A former Police Chief in St. Michaels, Maryland, Dr. Cordner has served the criminal justice field through his application of academic principles to the “real world” of policing. Through his leadership at EKU, Dean Cordner earned the special recognition of his College as a “Program of Distinction”. He has worked extensively with the National Institute of Justice and US Office of Community Oriented Policing Services to provide new approaches for police service delivery and the application of research-tested principles to law enforcement policy.
Gary Cordner was Editor of the “American Journal of Police” and Founding, Editor of “Police Quarterly”.
William Cunningham graduated from the School of Criminal Justice in 1960 and is President of Hallcrest Systems, Inc., a leading security and law enforcement research and consulting firm. He is internationally experienced as a police and security consultant, and he formerly served as Director of Human Resources of the St. Louis Metropolitan Police Department.
William Cunningham is the principle author of The Hallcrest Report I: Private Security and Police in America and The Hallcrest Report II: Private Security Trends 1970-2000. He has served on the Prentice-Hall Review Board of The Human Resources Yearbook and on the Editorial Board of Security Journal.
William Cunningham was selected as the 1998 recipient of the “Distinguished Achievement Award” from the International Security Management Association and has been elected a “Distinguished Fellow” by the Academy of Security Educators and Trainers. He is a member in the American Society for Industrial Security and the International Association of Chiefs of Police.

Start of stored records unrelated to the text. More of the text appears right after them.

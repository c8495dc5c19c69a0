#[derive(Debug, Clone, PartialEq, Eq)]
pub enum Effect {
    /// Run the submission pipeline (gates, then enqueue) for a new job.
    Submit {
        client_id: crate::ClientId,
        chat_id: Option<crate::ChatId>,
        content: String,
        attachments: Vec<crate::AttachmentRef>,
        history: Vec<crate::ChatMessage>,
    },
    /// Issue one batched status request for all outstanding server ids.
    PollStatus { queue_ids: Vec<crate::ServerId> },
    /// Best-effort remote cancel; local state is already gone.
    CancelJob { server_id: crate::ServerId },
    /// Ask the conversation layer to pull what the worker has produced.
    /// Fired at most once per poll tick.
    Regenerate { chat_id: crate::ChatId },
    /// Start the shared poll timer.
    ArmPollTimer,
    /// Stop the shared poll timer.
    DisarmPollTimer,
    /// Clear any persisted draft for this chat.
    ClearDraft,
    /// Move the chat to the top of the recent-chats list.
    BumpChat { chat_id: crate::ChatId },
    /// Show a short user-visible notice.
    Notify {
        title: String,
        status: NoticeStatus,
    },
    /// Refresh the on-disk transcript cache.
    SaveTranscript { messages: Vec<crate::ChatMessage> },
}

#[derive(Debug, Clone, Copy, PartialEq, Eq)]
pub enum NoticeStatus {
    Info,
    Error,
}
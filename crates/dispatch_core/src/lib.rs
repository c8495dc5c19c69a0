//! Dispatch core: pure state machine for prompt queue submission and
//! reconciliation. All IO lives in `dispatch_engine`; this crate only maps
//! messages to state transitions and effects.
mod effect;
mod job;
mod msg;
mod state;
mod table;
mod transcript;
mod update;
mod view_model;

pub use effect::{Effect, NoticeStatus};
pub use job::{
    AttachmentRef, ChatId, ChatMessage, ClientId, JobStatus, QueueJob, RemoteStatus, Role,
    ServerId,
};
pub use msg::Msg;
pub use state::{AppState, PollState, SessionConfig, POLL_FAILURE_CEILING, POLL_INTERVAL_MS};
pub use table::CorrelationTable;
pub use transcript::{OptimisticMessage, Transcript};
pub use update::update;
pub use view_model::{AppViewModel, JobRowView, MessageRowView};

Jack Greene received his Ph.D from Michigan State University, School of Criminal Justice in 1977. He is currently the Dean of the College of Criminal Justice at Northeastern University, Boston, Massachusetts. Jack is one of the leading scholars in the field of policing and has become one of the most well respected leaders in the field.
His academic career began at the University of Wisconsin, Milwaukee, and served on the faculty of the School of Criminal Justice at Michigan State University. Jack accepted a faculty position at Temple University where he became the Director of the Center for Public Policy, a large multidisciplinary research unit that focused upon policy relevant studies in the social sciences.

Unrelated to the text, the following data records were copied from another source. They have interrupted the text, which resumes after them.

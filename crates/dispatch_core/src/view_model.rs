use crate::{AppState, ClientId, JobStatus, Role, ServerId};

#[derive(Debug, Clone, PartialEq, Eq, Default)]
pub struct AppViewModel {
    pub draft: String,
    pub messages: Vec<MessageRowView>,
    pub jobs: Vec<JobRowView>,
    pub degraded: bool,
}

/// One rendered transcript row. Optimistic rows carry their client id so
/// the cancel control can target them.
#[derive(Debug, Clone, PartialEq, Eq)]
pub struct MessageRowView {
    pub role: Role,
    pub content: String,
    pub attachment_names: Vec<String>,
    pub pending: bool,
    pub client_id: Option<ClientId>,
}

/// One tracked job, for the outstanding-work indicator.
#[derive(Debug, Clone, PartialEq, Eq)]
pub struct JobRowView {
    pub client_id: ClientId,
    pub server_id: Option<ServerId>,
    pub status: JobStatus,
    /// Only pending jobs expose a cancel control.
    pub cancellable: bool,
}

impl AppViewModel {
    pub(crate) fn project(state: &AppState) -> Self {
        let transcript = state.transcript();
        let mut messages: Vec<MessageRowView> = transcript
            .confirmed()
            .iter()
            .map(|m| MessageRowView {
                role: m.role,
                content: m.content.clone(),
                attachment_names: m.attachments.iter().map(|a| a.name.clone()).collect(),
                pending: false,
                client_id: None,
            })
            .collect();
        messages.extend(transcript.optimistic().iter().map(|m| MessageRowView {
            role: Role::User,
            content: m.content.clone(),
            attachment_names: m.attachments.iter().map(|a| a.name.clone()).collect(),
            pending: true,
            client_id: Some(m.client_id),
        }));

        let jobs = state
            .jobs()
            .iter()
            .map(|job| JobRowView {
                client_id: job.client_id,
                server_id: job.server_id.clone(),
                status: job.status,
                cancellable: job.status == JobStatus::Pending,
            })
            .collect();

        Self {
            draft: state.draft().to_owned(),
            messages,
            jobs,
            degraded: state.degraded(),
        }
    }
}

Jack Greene’s commitment to the application of research to the improvement of law enforcement is evident. As faculty of Temple, he served as Assistant to the Chief of Police in Philadelphia and later assisted the Los Angeles Police Department to reorganize and implement community policing.
Jack Greene has been awarded the National Competitive Criminal Justice Fellowship, Department of Justice Research Fellow, and listed in Who’s Who Among Students in American Universities and Colleges.
Wayne Hall graduated from the School of Criminal Justice in 1950. He served his country in the US Army in the European Theater and as a Military Police Officer. When he returned to Michigan he began his career as a Security Officer at the Rouge Plant, Ford Motor Company, assigned to every plant with assignments in Military Security, Safety, Labor Relations and Fire Protection. Wayne was promoted to Supervisor, Plant Security at Ford Engineering, Manager, Safety and Security at Ford Automotive Assembly Division and as Security Director for Ford Motor Company.
Wayne Hall has served as Assistant Adjunct Professor and as a member of the School of Criminal Justice Alumni Board. He was the first person awarded the Certified Protection Professional (CPP) designation by A.S.I.S. and the Provost Marshal General Award. Wayne has served as President of the American Society for Industrial Security and a member of Alpha Phi Sigma.
Hollis Whitaker graduated from the School of Criminal Justice in 1951 and pursued an exemplary career as a security professional with the Central Intelligence Agency (CIA) and served in both domestic and overseas locations.
Hollis Whitaker was an expert practitioner, a senior manager, and a leader in providing security programs for many of the most productive and famous surveillance projects ever developed and operated by the CIA. He was a leader in the field of government counterintelligence: heading an investigation and analysis of the Christopher Boyce espionage case and overseeing implementation of multiple recommendations for industrial security reforms.
Following his distinguished service with the CIA, Hollis worked for TRW, Electronics and Defense as an Assistant Director of Security, providing a model for the important interface between government security and industry security.